▶ [GOAL OF THE EXERCISE]:
Copy out each line of the data below in which the string "InterfaceOrientation" appears.

#### LISTED ENTRIES ####

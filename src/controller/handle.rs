use super::{Viewfinder, ViewfinderSnapshot};
use crate::camera::CameraEngine;
use crate::config::ViewfinderConfig;
use crate::error::{Result, ViewfinderError};
use crate::events::{EventBus, ViewfinderEvent};
use crate::gesture::CameraFacing;
use crate::orientation::InterfaceOrientation;
use crate::setup::SetupOutcome;
use crate::ui::{Point, Rect, UiContext, ViewSurface};
use std::sync::Arc;
use tokio::sync::broadcast;
use tokio::task::JoinHandle;
use tracing::{debug, info};

/// Entry point for toolkit and engine callbacks.
///
/// Every call may come from any thread or task; the work itself is always
/// marshaled onto the UI context, so methods return before it has run.
pub struct ViewfinderController {
    context: UiContext<Viewfinder>,
    event_bus: Arc<EventBus>,
    task: JoinHandle<Viewfinder>,
}

impl ViewfinderController {
    pub fn builder() -> ViewfinderControllerBuilder {
        ViewfinderControllerBuilder::new()
    }

    /// Handle the outcome of a capture setup attempt
    pub fn handle_setup_result(&self, outcome: SetupOutcome) {
        self.context
            .dispatch(move |viewfinder| viewfinder.handle_setup_result(outcome));
    }

    /// Enable or disable shutter, switch and torch together
    pub fn enable_ui(&self, valid: bool) {
        self.context
            .dispatch(move |viewfinder| viewfinder.apply_enablement(valid));
    }

    pub fn begin_pinch(&self) {
        self.context.dispatch(|viewfinder| viewfinder.begin_pinch());
    }

    pub fn pinch(&self, scale: f32) {
        self.context
            .dispatch(move |viewfinder| viewfinder.pinch(scale));
    }

    pub fn tap(&self, location: Point) {
        self.context
            .dispatch(move |viewfinder| viewfinder.tap(location));
    }

    pub fn set_facing(&self, facing: CameraFacing) {
        self.context
            .dispatch(move |viewfinder| viewfinder.set_facing(facing));
    }

    /// Apply the zoom ceiling reported by the active capture device
    pub fn set_max_zoom_scale(&self, max_zoom_scale: f32) {
        self.context
            .dispatch(move |viewfinder| viewfinder.set_max_zoom_scale(max_zoom_scale));
    }

    pub fn update_orientation(&self, orientation: InterfaceOrientation) {
        self.context
            .dispatch(move |viewfinder| viewfinder.update_orientation(orientation));
    }

    pub fn update_layout(&self) {
        self.context.dispatch(|viewfinder| viewfinder.update_layout());
    }

    /// The view rotated: resize, re-orient the preview and re-layout the controls
    pub fn transition(&self, orientation: InterfaceOrientation, bounds: Rect) {
        self.context
            .dispatch(move |viewfinder| viewfinder.transition(orientation, bounds));
    }

    pub fn attach_camera(&self, camera: Arc<dyn CameraEngine>) {
        self.context
            .dispatch(move |viewfinder| viewfinder.attach_camera(camera));
    }

    pub fn detach_camera(&self) {
        self.context.dispatch(|viewfinder| viewfinder.detach_camera());
    }

    /// Read the UI-visible state once everything dispatched so far has run
    pub async fn snapshot(&self) -> Result<ViewfinderSnapshot> {
        self.context.query(|viewfinder| viewfinder.snapshot()).await
    }

    pub fn subscribe(&self) -> broadcast::Receiver<ViewfinderEvent> {
        self.event_bus.subscribe()
    }

    pub fn event_bus(&self) -> Arc<EventBus> {
        Arc::clone(&self.event_bus)
    }

    /// Cancel pending prompt clears, drain the UI queue and return the final state
    pub async fn shutdown(self) -> Result<ViewfinderSnapshot> {
        info!("Shutting down viewfinder controller");
        self.context.shutdown();

        let Self { context, task, .. } = self;
        drop(context);

        let viewfinder = task.await.map_err(|e| {
            ViewfinderError::component("ui_context".to_string(), e.to_string())
        })?;
        Ok(viewfinder.snapshot())
    }
}

/// Builder for `ViewfinderController`
pub struct ViewfinderControllerBuilder {
    config: Option<ViewfinderConfig>,
    camera: Option<Arc<dyn CameraEngine>>,
    view: Option<Box<dyn ViewSurface>>,
    event_bus: Option<Arc<EventBus>>,
}

impl ViewfinderControllerBuilder {
    pub fn new() -> Self {
        Self {
            config: None,
            camera: None,
            view: None,
            event_bus: None,
        }
    }

    pub fn config(mut self, config: ViewfinderConfig) -> Self {
        self.config = Some(config);
        self
    }

    /// Camera collaborator; may also be attached later
    pub fn camera(mut self, camera: Arc<dyn CameraEngine>) -> Self {
        self.camera = Some(camera);
        self
    }

    pub fn view<V: ViewSurface + 'static>(mut self, view: V) -> Self {
        self.view = Some(Box::new(view));
        self
    }

    pub fn event_bus(mut self, event_bus: Arc<EventBus>) -> Self {
        self.event_bus = Some(event_bus);
        self
    }

    /// Spawn the UI context and run the initial UI pass. Must be called inside a Tokio runtime.
    pub fn build(self) -> Result<ViewfinderController> {
        let view = self
            .view
            .ok_or_else(|| ViewfinderError::system("View surface must be specified"))?;

        let config = self.config.unwrap_or_default();
        config.validate()?;

        let event_bus = self
            .event_bus
            .unwrap_or_else(|| Arc::new(EventBus::new(config.system.event_bus_capacity)));

        let viewfinder = Viewfinder::new(&config, self.camera, view, Arc::clone(&event_bus));
        let (context, task) = UiContext::spawn(viewfinder);

        let weak = context.downgrade();
        context.dispatch(move |viewfinder| {
            viewfinder.bind_context(weak);
            viewfinder.create_ui();
        });
        debug!("Viewfinder controller started");

        Ok(ViewfinderController {
            context,
            event_bus,
            task,
        })
    }
}

impl Default for ViewfinderControllerBuilder {
    fn default() -> Self {
        Self::new()
    }
}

####

▶ [RESULT OF THE TASK]:
use crate::orientation::InterfaceOrientation;
    pub fn update_orientation(&self, orientation: InterfaceOrientation) {
    pub fn transition(&self, orientation: InterfaceOrientation, bounds: Rect) {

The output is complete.